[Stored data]
-.-.-

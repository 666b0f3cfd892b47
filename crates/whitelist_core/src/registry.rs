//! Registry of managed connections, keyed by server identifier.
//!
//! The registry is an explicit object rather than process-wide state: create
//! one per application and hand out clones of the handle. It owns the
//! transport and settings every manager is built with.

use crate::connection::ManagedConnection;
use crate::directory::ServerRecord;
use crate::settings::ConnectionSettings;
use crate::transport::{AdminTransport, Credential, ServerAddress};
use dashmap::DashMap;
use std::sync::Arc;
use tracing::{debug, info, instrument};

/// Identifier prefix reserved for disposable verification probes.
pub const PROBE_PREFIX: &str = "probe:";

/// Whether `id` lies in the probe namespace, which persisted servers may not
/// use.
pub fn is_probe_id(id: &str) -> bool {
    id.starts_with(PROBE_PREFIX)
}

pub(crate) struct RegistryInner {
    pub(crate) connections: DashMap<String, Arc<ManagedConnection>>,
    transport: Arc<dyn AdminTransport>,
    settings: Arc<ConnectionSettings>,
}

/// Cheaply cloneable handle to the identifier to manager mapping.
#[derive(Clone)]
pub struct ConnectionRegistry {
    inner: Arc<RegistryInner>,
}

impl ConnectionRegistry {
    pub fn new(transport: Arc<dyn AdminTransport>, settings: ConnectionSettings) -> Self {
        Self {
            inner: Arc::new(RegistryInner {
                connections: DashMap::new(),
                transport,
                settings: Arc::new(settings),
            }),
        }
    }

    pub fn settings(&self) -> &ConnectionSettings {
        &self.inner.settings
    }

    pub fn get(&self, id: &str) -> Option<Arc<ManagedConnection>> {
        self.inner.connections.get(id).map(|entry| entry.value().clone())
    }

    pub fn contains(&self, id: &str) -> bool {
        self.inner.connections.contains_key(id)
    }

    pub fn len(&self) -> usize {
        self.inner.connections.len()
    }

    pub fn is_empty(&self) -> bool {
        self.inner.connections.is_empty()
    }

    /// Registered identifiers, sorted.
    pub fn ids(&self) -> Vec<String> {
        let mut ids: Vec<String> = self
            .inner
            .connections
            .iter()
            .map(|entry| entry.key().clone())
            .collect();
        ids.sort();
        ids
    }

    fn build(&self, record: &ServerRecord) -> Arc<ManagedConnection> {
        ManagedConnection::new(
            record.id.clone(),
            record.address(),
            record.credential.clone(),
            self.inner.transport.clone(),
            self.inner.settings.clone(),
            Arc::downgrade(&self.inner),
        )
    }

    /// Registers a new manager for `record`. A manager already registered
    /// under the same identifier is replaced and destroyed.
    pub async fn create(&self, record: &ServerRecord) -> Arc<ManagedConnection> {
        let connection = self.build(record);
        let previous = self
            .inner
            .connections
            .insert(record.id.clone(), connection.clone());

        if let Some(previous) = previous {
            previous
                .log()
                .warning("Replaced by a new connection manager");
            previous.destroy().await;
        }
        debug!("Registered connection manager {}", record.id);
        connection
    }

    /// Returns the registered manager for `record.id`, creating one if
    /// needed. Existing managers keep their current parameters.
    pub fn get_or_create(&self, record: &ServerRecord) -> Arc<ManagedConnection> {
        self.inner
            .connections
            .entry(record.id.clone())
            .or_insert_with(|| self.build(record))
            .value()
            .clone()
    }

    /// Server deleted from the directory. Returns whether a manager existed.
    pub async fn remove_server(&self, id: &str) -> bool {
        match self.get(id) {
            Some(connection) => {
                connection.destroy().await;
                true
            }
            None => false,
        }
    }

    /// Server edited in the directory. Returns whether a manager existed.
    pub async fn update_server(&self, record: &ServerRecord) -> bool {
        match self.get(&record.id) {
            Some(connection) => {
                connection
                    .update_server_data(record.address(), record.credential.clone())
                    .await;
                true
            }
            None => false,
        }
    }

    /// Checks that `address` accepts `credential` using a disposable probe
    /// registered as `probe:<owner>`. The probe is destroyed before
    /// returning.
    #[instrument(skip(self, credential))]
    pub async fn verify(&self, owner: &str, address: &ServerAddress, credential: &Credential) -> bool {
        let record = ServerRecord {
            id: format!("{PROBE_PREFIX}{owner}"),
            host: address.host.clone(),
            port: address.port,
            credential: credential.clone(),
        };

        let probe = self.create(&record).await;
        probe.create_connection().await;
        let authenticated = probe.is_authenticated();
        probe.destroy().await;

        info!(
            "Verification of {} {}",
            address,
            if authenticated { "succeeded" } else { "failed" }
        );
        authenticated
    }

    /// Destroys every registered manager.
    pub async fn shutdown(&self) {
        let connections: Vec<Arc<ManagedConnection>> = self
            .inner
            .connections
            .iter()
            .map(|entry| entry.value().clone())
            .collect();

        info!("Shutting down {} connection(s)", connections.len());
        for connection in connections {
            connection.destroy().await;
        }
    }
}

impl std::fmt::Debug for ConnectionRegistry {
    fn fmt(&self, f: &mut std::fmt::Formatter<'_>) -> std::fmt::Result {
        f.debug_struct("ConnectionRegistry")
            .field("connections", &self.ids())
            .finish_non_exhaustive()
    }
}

-.-.-

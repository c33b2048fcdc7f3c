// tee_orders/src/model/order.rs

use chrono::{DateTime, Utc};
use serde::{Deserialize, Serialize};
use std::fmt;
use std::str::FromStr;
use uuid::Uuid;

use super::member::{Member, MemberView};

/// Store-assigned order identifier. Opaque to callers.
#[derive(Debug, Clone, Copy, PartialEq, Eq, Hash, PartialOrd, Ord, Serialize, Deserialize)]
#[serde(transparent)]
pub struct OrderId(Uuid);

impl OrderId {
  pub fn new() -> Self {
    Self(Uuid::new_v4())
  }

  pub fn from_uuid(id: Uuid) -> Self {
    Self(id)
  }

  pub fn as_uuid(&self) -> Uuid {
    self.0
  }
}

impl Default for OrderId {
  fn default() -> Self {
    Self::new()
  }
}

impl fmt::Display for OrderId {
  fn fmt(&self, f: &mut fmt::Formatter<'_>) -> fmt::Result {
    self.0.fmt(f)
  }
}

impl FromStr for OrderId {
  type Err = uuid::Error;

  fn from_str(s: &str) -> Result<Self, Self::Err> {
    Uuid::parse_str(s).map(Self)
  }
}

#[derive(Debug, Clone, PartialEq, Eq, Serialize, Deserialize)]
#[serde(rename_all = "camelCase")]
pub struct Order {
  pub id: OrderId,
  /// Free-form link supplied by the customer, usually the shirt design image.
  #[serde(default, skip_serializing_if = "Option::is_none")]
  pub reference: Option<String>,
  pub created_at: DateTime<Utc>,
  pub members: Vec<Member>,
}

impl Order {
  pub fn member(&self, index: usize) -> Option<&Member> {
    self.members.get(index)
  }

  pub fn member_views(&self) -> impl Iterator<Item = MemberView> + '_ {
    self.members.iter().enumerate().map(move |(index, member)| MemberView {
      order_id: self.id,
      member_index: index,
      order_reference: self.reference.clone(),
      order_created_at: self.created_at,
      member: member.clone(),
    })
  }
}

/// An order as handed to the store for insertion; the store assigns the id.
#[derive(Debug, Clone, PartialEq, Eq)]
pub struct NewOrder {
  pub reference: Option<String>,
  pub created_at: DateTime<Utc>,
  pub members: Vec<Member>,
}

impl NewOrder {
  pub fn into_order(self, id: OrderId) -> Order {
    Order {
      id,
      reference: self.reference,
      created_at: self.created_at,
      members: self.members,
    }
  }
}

-.-.-

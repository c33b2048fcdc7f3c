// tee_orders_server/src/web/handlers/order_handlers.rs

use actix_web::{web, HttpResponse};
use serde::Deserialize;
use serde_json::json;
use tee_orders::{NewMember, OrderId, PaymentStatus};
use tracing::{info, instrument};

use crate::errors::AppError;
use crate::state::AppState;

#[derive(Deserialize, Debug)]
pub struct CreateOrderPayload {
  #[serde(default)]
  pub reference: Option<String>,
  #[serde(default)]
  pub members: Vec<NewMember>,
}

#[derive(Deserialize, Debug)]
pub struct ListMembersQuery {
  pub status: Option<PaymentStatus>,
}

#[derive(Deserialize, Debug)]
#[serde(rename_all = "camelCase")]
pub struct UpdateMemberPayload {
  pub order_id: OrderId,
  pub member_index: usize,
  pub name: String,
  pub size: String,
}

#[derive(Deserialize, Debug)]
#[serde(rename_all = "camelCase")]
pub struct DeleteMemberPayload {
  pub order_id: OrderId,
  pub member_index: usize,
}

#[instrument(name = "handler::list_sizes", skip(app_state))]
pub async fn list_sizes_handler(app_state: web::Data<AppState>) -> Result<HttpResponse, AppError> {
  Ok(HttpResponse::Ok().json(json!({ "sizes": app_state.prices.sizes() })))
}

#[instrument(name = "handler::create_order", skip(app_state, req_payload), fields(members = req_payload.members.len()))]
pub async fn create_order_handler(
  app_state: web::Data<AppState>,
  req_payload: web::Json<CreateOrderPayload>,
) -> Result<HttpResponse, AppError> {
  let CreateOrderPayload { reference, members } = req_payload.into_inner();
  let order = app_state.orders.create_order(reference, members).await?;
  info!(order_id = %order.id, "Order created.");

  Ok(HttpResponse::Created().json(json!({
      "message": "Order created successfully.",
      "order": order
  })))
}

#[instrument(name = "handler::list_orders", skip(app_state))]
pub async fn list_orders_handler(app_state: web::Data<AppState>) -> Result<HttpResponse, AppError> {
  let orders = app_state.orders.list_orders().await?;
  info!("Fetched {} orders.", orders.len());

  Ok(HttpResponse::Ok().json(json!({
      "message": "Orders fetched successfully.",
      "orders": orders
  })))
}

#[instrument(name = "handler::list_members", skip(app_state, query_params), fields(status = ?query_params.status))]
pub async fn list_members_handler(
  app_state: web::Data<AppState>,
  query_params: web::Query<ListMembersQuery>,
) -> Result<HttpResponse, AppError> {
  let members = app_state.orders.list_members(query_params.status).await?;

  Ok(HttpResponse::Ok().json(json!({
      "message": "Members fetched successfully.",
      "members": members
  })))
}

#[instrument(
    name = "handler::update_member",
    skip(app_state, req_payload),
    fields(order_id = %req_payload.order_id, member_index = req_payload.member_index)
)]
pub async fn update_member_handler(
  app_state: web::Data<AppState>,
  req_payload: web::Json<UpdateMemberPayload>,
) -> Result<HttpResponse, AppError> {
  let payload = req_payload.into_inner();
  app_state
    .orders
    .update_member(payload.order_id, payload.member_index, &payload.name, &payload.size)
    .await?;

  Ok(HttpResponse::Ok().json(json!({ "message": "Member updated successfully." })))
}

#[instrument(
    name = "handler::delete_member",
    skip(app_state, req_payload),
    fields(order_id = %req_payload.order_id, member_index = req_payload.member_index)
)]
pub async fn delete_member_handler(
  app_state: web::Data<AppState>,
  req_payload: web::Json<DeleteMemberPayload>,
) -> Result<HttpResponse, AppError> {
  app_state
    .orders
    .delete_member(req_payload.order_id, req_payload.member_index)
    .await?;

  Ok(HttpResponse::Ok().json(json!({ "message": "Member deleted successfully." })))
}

-.-.-

ACTION ITEM:
Locate the word "instrument" in the records above, and return each line that has it.

EXERCISE RESPONSE:
use tracing::{debug, info, instrument};
    #[instrument(skip(self, credential))]
use tracing::{info, instrument};
#[instrument(name = "handler::list_sizes", skip(app_state))]
#[instrument(name = "handler::create_order", skip(app_state, req_payload), fields(members = req_payload.members.len()))]
#[instrument(name = "handler::list_orders", skip(app_state))]
#[instrument(name = "handler::list_members", skip(app_state, query_params), fields(status = ?query_params.status))]
#[instrument(
#[instrument(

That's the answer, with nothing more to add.